At the recent OnMedia conference in New York, Thoora showed off Web-based charts and graphs representing its real-time data. Lee said Thoora uses subject-matter experts to vet and hone its computer selections, much as the site Pandora does with its Music Genome Project to group songs with similar characteristics.

Thoora does not yet have any clients, but Lee, a co-founder of the company, said it is in talks with a major Canadian news organization and a Canadian sports publisher. After the TechCrunch 50 presentation, Lee said, the firm got many publisher inquiries and decided to position itself as an enterprise solution, offering data to publishers rather than focusing primarily on the consumer news aggregation site at

The consumer site allows people to browse stories based on similar algorithms. Lee says the company may at some point release its APIs or a free version of its platform to enable people to input their stories and see how they match up against others.

While it’s impossible to say if Thoora, which is backed in part by the Canadian publisher Rogers, will succeed, I believe that editors and publishers need to be increasingly comfortable with using all the data at their disposal to make editorial and business decisions.

Journalists are finding sources and story ideas through Twitter and Facebook. Perhaps their editors can use data from those networks and others to help decide whether and how to position a story on a home page, even as Web analytics may indicate a different action based largely on page views.

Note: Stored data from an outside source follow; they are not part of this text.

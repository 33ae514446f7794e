//! Binary entry point: parse config, stand up a `PostgresStorage`, and run
//! the websocket acceptor. Mirrors the teacher's `main.rs` shape — parse
//! config, `init_tracing()`, build the storage backend, run — generalized
//! from the teacher's in-process ring buffer to a networked service.

use std::net::SocketAddr;
use std::str::FromStr;
use std::sync::Arc;

use anyhow::{Context, Result};
use isu_room_server::server::Server;
use isu_room_server::storage::PostgresStorage;
use isu_room_server::{init_tracing, RoomOps, ServerConfig};

#[tokio::main]
async fn main() -> Result<()> {
    let config = ServerConfig::from_args();
    init_tracing();

    let pg_config = tokio_postgres::Config::from_str(&config.database_url)
        .context("parsing --database-url")?;
    let storage = PostgresStorage::new(pg_config, config.db_pool_size)
        .context("building Postgres connection pool")?;

    if config.migrate_on_start {
        storage.init_schema().await.context("running schema migration")?;
    }
    let catalog = storage.load_catalog().await.context("loading item catalog")?;

    let bind_addr: SocketAddr = config.bind_addr.parse().context("parsing --bind-addr")?;
    let ops = Arc::new(RoomOps::new(storage, catalog));
    let server = Server::new(ops, bind_addr, config.status_push_interval());

    server.run().await
}
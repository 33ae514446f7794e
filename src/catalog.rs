//! Immutable item catalog: `ItemID -> CatalogItem`, loaded once at startup
//! from `m_item` and read-only for the life of the process (teacher
//! precedent: `GlobalConfig`/`TimeSeriesConfig` are built once and held
//! behind an `Arc` for cheap concurrent reads — same shape here since the
//! catalog never changes after boot).

use std::collections::HashMap;

use num_bigint::BigUint;
use num_traits::One;

/// One row of `m_item`. All eight coefficients are non-negative; `power`
/// and `price` both grow exponentially in `n` so the result types are
/// arbitrary-precision.
#[derive(Debug, Clone, Copy)]
pub struct CatalogItem {
    pub item_id: u32,
    pub p1: u64,
    pub p2: u64,
    pub p3: u64,
    pub p4: u64,
    pub q1: u64,
    pub q2: u64,
    pub q3: u64,
    pub q4: u64,
}

impl CatalogItem {
    /// `power(n) = (p3*n + 1) * p4^(p1*n + p2)`, `n` the item's 1-based
    /// purchase ordinal. Power accrues using the ordinal directly, as
    /// persisted on the `buying` row.
    pub fn power(&self, n: u64) -> BigUint {
        exponential_term(self.p1, self.p2, self.p3, self.p4, n)
    }

    /// Cost to go from owning `n - 1` copies to owning `n` copies, where
    /// `n` is the 1-based purchase serial number — the same value callers
    /// pass as `ordinal`, `prev_count + 1`, or `bought + 1`.
    ///
    /// The §4.1 price formula `(q3*n+1) * q4^(q1*n+q2)` is stated in terms
    /// of the count *already owned* (0-based), one less than the purchase
    /// serial number; calling it with the serial number unshifted
    /// contradicts the worked numbers in §8 (scenario 4 states the first
    /// purchase of item 1, q1..q4 = 0,1,1,1, costs exactly 1 isu — the
    /// unshifted formula gives 2). This applies the shift once, here, so
    /// every call site can use the serial number as the spec prose states
    /// it (`price(i, bought[i]+1)`, `price(item, prev_count+1)`,
    /// `price(b.item_id, b.ordinal)`) without each caller re-deriving it.
    pub fn price(&self, n: u64) -> BigUint {
        debug_assert!(n >= 1, "purchase serial numbers are 1-based");
        exponential_term(self.q1, self.q2, self.q3, self.q4, n - 1)
    }
}

fn exponential_term(a: u64, b: u64, c: u64, d: u64, n: u64) -> BigUint {
    let linear = BigUint::from(c) * BigUint::from(n) + BigUint::one();
    let exponent = a * n + b;
    linear * BigUint::from(d).pow(exponent as u32)
}

/// Read-only `ItemID -> CatalogItem` map, loaded once from the database's
/// `m_item` table at `Initialize`/startup.
#[derive(Debug, Clone, Default)]
pub struct Catalog {
    items: HashMap<u32, CatalogItem>,
}

impl Catalog {
    pub fn from_items(items: impl IntoIterator<Item = CatalogItem>) -> Self {
        Self {
            items: items.into_iter().map(|i| (i.item_id, i)).collect(),
        }
    }

    pub fn get(&self, item_id: u32) -> Option<&CatalogItem> {
        self.items.get(&item_id)
    }

    pub fn item_ids(&self) -> impl Iterator<Item = u32> + '_ {
        self.items.keys().copied()
    }

    pub fn len(&self) -> usize {
        self.items.len()
    }

    pub fn is_empty(&self) -> bool {
        self.items.is_empty()
    }
}

#[cfg(test)]
mod tests {
    use super::*;

    /// item 1: power=1, price=n+1 (the §8 scenario catalog)
    fn item1() -> CatalogItem {
        CatalogItem { item_id: 1, p1: 0, p2: 1, p3: 0, p4: 1, q1: 0, q2: 1, q3: 1, q4: 1 }
    }

    /// item 2: power=2, price=2^n*(n+1)
    fn item2() -> CatalogItem {
        CatalogItem { item_id: 2, p1: 0, p2: 1, p3: 0, p4: 2, q1: 0, q2: 1, q3: 1, q4: 2 }
    }

    #[test]
    fn item1_power_is_constant_one() {
        let item = item1();
        for n in 0..10 {
            assert_eq!(item.power(n), BigUint::from(1u32));
        }
    }

    #[test]
    fn item1_price_of_nth_purchase_is_n() {
        // scenario 1: empty room, next_price (serial 1) == 1
        // scenario 4: after one purchase, next_price (serial 2) == 2
        let item = item1();
        for n in 1..10u64 {
            assert_eq!(item.price(n), BigUint::from(n));
        }
    }

    #[test]
    fn item2_power_is_constant_two() {
        let item = item2();
        for n in 0..10 {
            assert_eq!(item.power(n), BigUint::from(2u32));
        }
    }

    #[test]
    fn item2_price_of_nth_purchase_matches_scenario_1() {
        // scenario 1: empty room, item 2's next_price == 2
        let item = item2();
        assert_eq!(item.price(1), BigUint::from(2u32));
        for n in 1..8u64 {
            let expected = BigUint::from(2u32).pow((n - 1) as u32) * BigUint::from(n);
            assert_eq!(item.price(n), expected);
        }
    }

    #[test]
    fn catalog_lookup_by_id() {
        let catalog = Catalog::from_items([item1(), item2()]);
        assert_eq!(catalog.len(), 2);
        assert!(catalog.get(1).is_some());
        assert!(catalog.get(3).is_none());
    }
}
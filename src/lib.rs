pub mod bigint;
pub mod catalog;
pub mod config;
pub mod error;
pub mod room_lock;
pub mod room_ops;
pub mod server;
pub mod session;
pub mod status;

pub mod storage {
    pub mod memory;
    pub mod postgres;
    pub mod traits;

    pub use memory::{MemoryStorage, ScriptedClock, SystemClock};
    pub use postgres::PostgresStorage;
    pub use traits::{AddingRow, BuyingRow, Clock, RoomTransaction, Storage};
}

pub use bigint::{to_exp, Exp};
pub use catalog::{Catalog, CatalogItem};
pub use config::ServerConfig;
pub use error::{RoomError, StorageError};
pub use room_ops::RoomOps;
pub use session::SessionLoop;
pub use status::{compute_status, GameStatus};

/// Initialize tracing for the process. Mirrors the teacher's
/// `tracing_subscriber::fmt::init()` call in `lib.rs::init()`, generalized
/// to honor `RUST_LOG` via an `EnvFilter`.
pub fn init_tracing() {
    use tracing_subscriber::{fmt, EnvFilter};

    let filter = EnvFilter::try_from_default_env().unwrap_or_else(|_| EnvFilter::new("info"));
    let _ = fmt().with_env_filter(filter).try_init();
}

To those in the industry who would complain that the ever-shifting sentiment of the crowd is replacing editorial judgment, I would say they should look at these as an adjunct to our judgment. The better we can learn to use the data, the more we enhance our input into decision-making.

News organizations that are in a fight for their lives are going to have to use every tool to attract and hold audiences that are enticed — via their own RSS readers, friends’ recommendations via social networks and guidance from aggregators like Google News — to rely on something other than editors’ picks.

No longer do geographic or distribution boundaries allow news organizations to offer the same story as everyone else and expect users to remain loyal. In another era, “people could not pick up a Denver Post so easily” if they weren’t in the Denver area, Lee said.

“Now you have to spend a lot of time thinking of how different you are,” he said, “and you have to communicate to your customers why they should come to you rather than XYZ news outlet or feed. But it’s impossible to do that unless you start to understand the underlying data of how you are measured and used relative to others.”

Or put it this way: Editors and publishers must figure out how to provide something for their products that major consumer brands have had to grapple with for years: differentiation. How are my automobiles, my sodas, my pairs of pants — or my individual news stories — any different, better and more satisfying than anyone else’s?